The legendary editorial cartoonist Bill Mauldin once talked about a Memorial Day service in 1945 at a military cemetery in Nettuno, Italy, outside of Anzio, just weeks after Germany surrendered, where untold numbers of American soldiers had been laid to rest.

“It was a bunch of VIP types from the Senate Armed Services Committee,” said Mauldin, whose great cartoon characters, Willie and Joe, captured the life of the average army dogface for Stars and Stripes, the U.S. military newspaper. “Commander Lucian Truscott gave the talk. He started out facing the honored guests.

“And then he suddenly turned his back on all these windbags and instead talked to all the graves behind him. He apologized. It was the most moving thing I saw in my life. He apologized to all these poor Joes for getting them killed. He felt responsible. And then he walked away without looking around. I never want to hear another Memorial Day speech. I want to quit with that memory, see?”

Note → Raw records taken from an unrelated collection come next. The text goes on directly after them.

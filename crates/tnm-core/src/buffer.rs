//! Event buffer: one event's flat fields in struct-of-arrays form.
//!
//! The buffer is filled from an [`EventSource`] one entry at a time. Objects
//! (groups of parallel arrays such as `Particle_*`) can be registered for
//! selection with [`EventBuffer::select`]; [`EventBuffer::save_objects`] then
//! compacts their arrays to the selected indices before the event is written.

use std::collections::BTreeMap;
use std::fmt;

use crate::column::{Column, ColumnValue};
use crate::schema::{FieldShape, Schema};
use crate::{Error, Result};

/// Anything that can load entries into an [`EventBuffer`].
pub trait EventSource {
    /// Schema of the entries produced by this source.
    fn schema(&self) -> &Schema;

    /// Number of entries.
    fn len(&self) -> usize;

    /// Whether the source has no entries.
    fn is_empty(&self) -> bool {
        self.len() == 0
    }

    /// Copy entry `entry` into `buffer`.
    ///
    /// Fields the source does not provide need not be touched:
    /// [`EventBuffer::read`] empties such arrays and keeps such scalars.
    fn read_into(&mut self, entry: usize, buffer: &mut EventBuffer) -> Result<()>;
}

/// One event's fields, in schema order.
#[derive(Debug, Clone)]
pub struct EventBuffer {
    schema: Schema,
    values: Vec<Column>,
    loaded: Vec<bool>,
    index_map: BTreeMap<String, Vec<usize>>,
    entry: Option<usize>,
}

impl EventBuffer {
    /// Buffer with every scalar set to zero and every array empty.
    pub fn new(schema: Schema) -> Self {
        let values = initial_values(&schema);
        let loaded = vec![false; values.len()];
        Self { schema, values, loaded, index_map: BTreeMap::new(), entry: None }
    }

    /// Schema mirrored by this buffer.
    pub fn schema(&self) -> &Schema {
        &self.schema
    }

    /// Entry most recently loaded by [`read`](Self::read), if any.
    pub fn entry(&self) -> Option<usize> {
        self.entry
    }

    /// Load entry `entry` from `source` and reset every selection list.
    ///
    /// Registered objects stay registered; their index lists are emptied.
    /// Array fields the source did not fill are emptied, so a projected
    /// read never leaves values of an earlier entry behind.
    pub fn read<S: EventSource + ?Sized>(&mut self, source: &mut S, entry: usize) -> Result<()> {
        let n = source.len();
        if entry >= n {
            return Err(Error::Validation(format!(
                "entry {entry} out of range: source has {n} entries"
            )));
        }
        self.loaded.fill(false);
        source.read_into(entry, self)?;
        for (i, f) in self.schema.fields().iter().enumerate() {
            if f.is_array() && !self.loaded[i] {
                self.values[i] = Column::new(f.value_type);
            }
        }
        for index in self.index_map.values_mut() {
            index.clear();
        }
        self.entry = Some(entry);
        Ok(())
    }

    /// Reset all values to the [`new`](Self::new) state and drop all selections.
    pub fn clear(&mut self) {
        self.values = initial_values(&self.schema);
        self.loaded.fill(false);
        self.index_map.clear();
        self.entry = None;
    }

    /// Register `object` for selection with an empty index list.
    pub fn select(&mut self, object: &str) -> Result<()> {
        self.check_object(object)?;
        self.index_map.insert(object.to_string(), Vec::new());
        Ok(())
    }

    /// Mark element `index` of `object` for retention.
    ///
    /// Registers the object if [`select`](Self::select) was not called.
    pub fn select_index(&mut self, object: &str, index: usize) -> Result<()> {
        self.check_object(object)?;
        let size = self.object_size(object);
        if index >= size {
            return Err(Error::Selection(format!(
                "index {index} out of range for object '{object}' with {size} elements"
            )));
        }
        self.index_map.entry(object.to_string()).or_default().push(index);
        Ok(())
    }

    /// Indices retained so far for `object`, if it is registered.
    pub fn selected(&self, object: &str) -> Option<&[usize]> {
        self.index_map.get(object).map(Vec::as_slice)
    }

    /// Compact every registered object to its retained indices.
    ///
    /// The object's counter field, if any, is set to the retained count.
    /// Objects that were never registered are left whole.
    pub fn save_objects(&mut self) -> Result<()> {
        let index_map = std::mem::take(&mut self.index_map);
        let result = self.compact_all(&index_map);
        self.index_map = index_map;
        result
    }

    fn compact_all(&mut self, index_map: &BTreeMap<String, Vec<usize>>) -> Result<()> {
        for (object, index) in index_map {
            tracing::trace!(object = %object, kept = index.len(), "saving object");
            let positions: Vec<usize> = self
                .schema
                .fields()
                .iter()
                .enumerate()
                .filter(|&(i, f)| f.is_array() && f.object() == object && self.loaded[i])
                .map(|(i, _)| i)
                .collect();
            for i in positions {
                self.values[i].compact(index).map_err(|e| {
                    Error::Selection(format!(
                        "saving '{}': {e}",
                        self.schema.fields()[i].name
                    ))
                })?;
            }
            if let Some(counter) = self.schema.counter_of(object).map(str::to_string) {
                self.set_count(&counter, index.len())?;
            }
        }
        Ok(())
    }

    fn set_count(&mut self, counter: &str, n: usize) -> Result<()> {
        let i = self.require(counter)?;
        match &mut self.values[i] {
            Column::I32(v) => {
                let n = i32::try_from(n).map_err(|_| {
                    Error::Validation(format!("count {n} does not fit counter '{counter}'"))
                })?;
                *v = vec![n];
            }
            Column::I64(v) => *v = vec![n as i64],
            other => {
                return Err(Error::Schema(format!(
                    "counter '{counter}' has non-integer type {}",
                    other.value_type().type_name()
                )));
            }
        }
        self.loaded[i] = true;
        Ok(())
    }

    fn check_object(&self, object: &str) -> Result<()> {
        if self.schema.object_fields(object).is_empty() {
            return Err(Error::Selection(format!("no array fields for object '{object}'")));
        }
        Ok(())
    }

    fn require(&self, name: &str) -> Result<usize> {
        self.schema.index_of(name).ok_or_else(|| Error::Schema(format!("unknown field '{name}'")))
    }

    /// Number of elements currently held by `object`.
    ///
    /// This is the value of the object's counter when it was filled, else
    /// the longest of the object's arrays that were filled.
    pub fn object_size(&self, object: &str) -> usize {
        let counter = self.schema.counter_of(object).and_then(|c| self.schema.index_of(c));
        if let Some(i) = counter.filter(|&i| self.loaded[i]) {
            return self.values[i].get_f64(0).map_or(0, |n| n.max(0.0) as usize);
        }
        self.schema
            .fields()
            .iter()
            .enumerate()
            .filter(|&(i, f)| f.is_array() && f.object() == object && self.loaded[i])
            .map(|(i, _)| self.values[i].len())
            .max()
            .unwrap_or(0)
    }

    /// Whether `name` has been filled since the last [`read`](Self::read) or
    /// [`clear`](Self::clear).
    pub fn is_loaded(&self, name: &str) -> bool {
        self.schema.index_of(name).is_some_and(|i| self.loaded[i])
    }

    /// Raw column of a field.
    pub fn column(&self, name: &str) -> Option<&Column> {
        self.schema.index_of(name).map(|i| &self.values[i])
    }

    /// Columns in schema order.
    pub fn columns(&self) -> &[Column] {
        &self.values
    }

    /// Replace a field's values. The column type must match the schema, and
    /// scalar fields take exactly one value.
    pub fn set_column(&mut self, name: &str, column: Column) -> Result<()> {
        let i = self.require(name)?;
        let spec = &self.schema.fields()[i];
        if column.value_type() != spec.value_type {
            return Err(Error::Schema(format!(
                "field '{name}' is {}, got {} values",
                spec.value_type.type_name(),
                column.value_type().type_name()
            )));
        }
        if spec.shape == FieldShape::Scalar && column.len() != 1 {
            return Err(Error::Schema(format!(
                "scalar field '{name}' takes one value, got {}",
                column.len()
            )));
        }
        self.values[i] = column;
        self.loaded[i] = true;
        Ok(())
    }

    /// Typed values of a field (length 1 for scalars).
    pub fn get<T: ColumnValue>(&self, name: &str) -> Result<&[T]> {
        let i = self.require(name)?;
        T::slice(&self.values[i]).ok_or_else(|| type_mismatch::<T>(name, &self.values[i]))
    }

    /// Typed value of a scalar field.
    pub fn scalar<T: ColumnValue>(&self, name: &str) -> Result<T> {
        self.get::<T>(name)?
            .first()
            .copied()
            .ok_or_else(|| Error::Validation(format!("field '{name}' holds no value")))
    }

    /// Set a scalar field.
    pub fn set_scalar<T: ColumnValue>(&mut self, name: &str, value: T) -> Result<()> {
        self.set_column(name, T::into_column(vec![value]))
    }

    /// Set an array field.
    pub fn set_array<T: ColumnValue>(&mut self, name: &str, values: Vec<T>) -> Result<()> {
        let i = self.require(name)?;
        if !self.schema.fields()[i].is_array() {
            return Err(Error::Schema(format!("field '{name}' is not an array")));
        }
        self.set_column(name, T::into_column(values))
    }

    /// Materialise the parallel arrays of `object` as one record per element.
    pub fn fill_objects(&self, object: &str) -> Result<Vec<ObjectRecord>> {
        self.check_object(object)?;
        let fields: Vec<(usize, &str)> = self
            .schema
            .fields()
            .iter()
            .enumerate()
            .filter(|&(i, f)| f.is_array() && f.object() == object && self.loaded[i])
            .map(|(i, f)| (i, f.variable()))
            .collect();
        let n = self.object_size(object);
        let mut out = Vec::with_capacity(n);
        for k in 0..n {
            let mut values = Vec::with_capacity(fields.len());
            for &(i, var) in &fields {
                let v = self.values[i].get_f64(k).ok_or_else(|| {
                    Error::Validation(format!(
                        "array '{}' is shorter than object '{object}' ({n})",
                        self.schema.fields()[i].name
                    ))
                })?;
                values.push((var.to_string(), v));
            }
            out.push(ObjectRecord { object: object.to_string(), index: k, values });
        }
        Ok(out)
    }
}

fn initial_values(schema: &Schema) -> Vec<Column> {
    schema
        .fields()
        .iter()
        .map(|f| match f.shape {
            FieldShape::Scalar => Column::zeros(f.value_type, 1),
            FieldShape::Array { .. } => Column::new(f.value_type),
        })
        .collect()
}

fn type_mismatch<T: ColumnValue>(name: &str, col: &Column) -> Error {
    Error::Schema(format!(
        "field '{name}' is {}, requested as {}",
        col.value_type().type_name(),
        T::TYPE.type_name()
    ))
}

/// One element of an object, with its variables as `f64`.
#[derive(Debug, Clone, PartialEq)]
pub struct ObjectRecord {
    /// Object name (`Particle`).
    pub object: String,
    /// Position within the object's arrays.
    pub index: usize,
    /// `(variable, value)` pairs in schema order.
    pub values: Vec<(String, f64)>,
}

impl ObjectRecord {
    /// Value of `variable`.
    pub fn get(&self, variable: &str) -> Option<f64> {
        self.values.iter().find(|(n, _)| n == variable).map(|&(_, v)| v)
    }
}

impl fmt::Display for ObjectRecord {
    fn fmt(&self, f: &mut fmt::Formatter<'_>) -> fmt::Result {
        writeln!(f, "{}", self.object)?;
        for (name, value) in &self.values {
            writeln!(f, "  {name:<32}: {value:.6}")?;
        }
        Ok(())
    }
}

Five years ago, nearly a million World War II veterans remained among the living. Today, the government says, only about 300,000 are left.

Among the departed is Jacob Beser, a Baltimorean who helped make it possible for hundreds of thousands of American soldiers to come home at this time 75 years ago, instead of continuing the organized killing. But thousands of Japanese had to die, in two separate atomic bomb blasts, for the war to end.

Three-quarters of a century ago, Beser arrived home from the blistered sky above Hiroshima and Nagasaki. He was a 24-year-old radar operator out of Baltimore City College and Johns Hopkins University. He was the only man who flew both of the atomic bomb runs over Hiroshima and Nagasaki that finally ended the war.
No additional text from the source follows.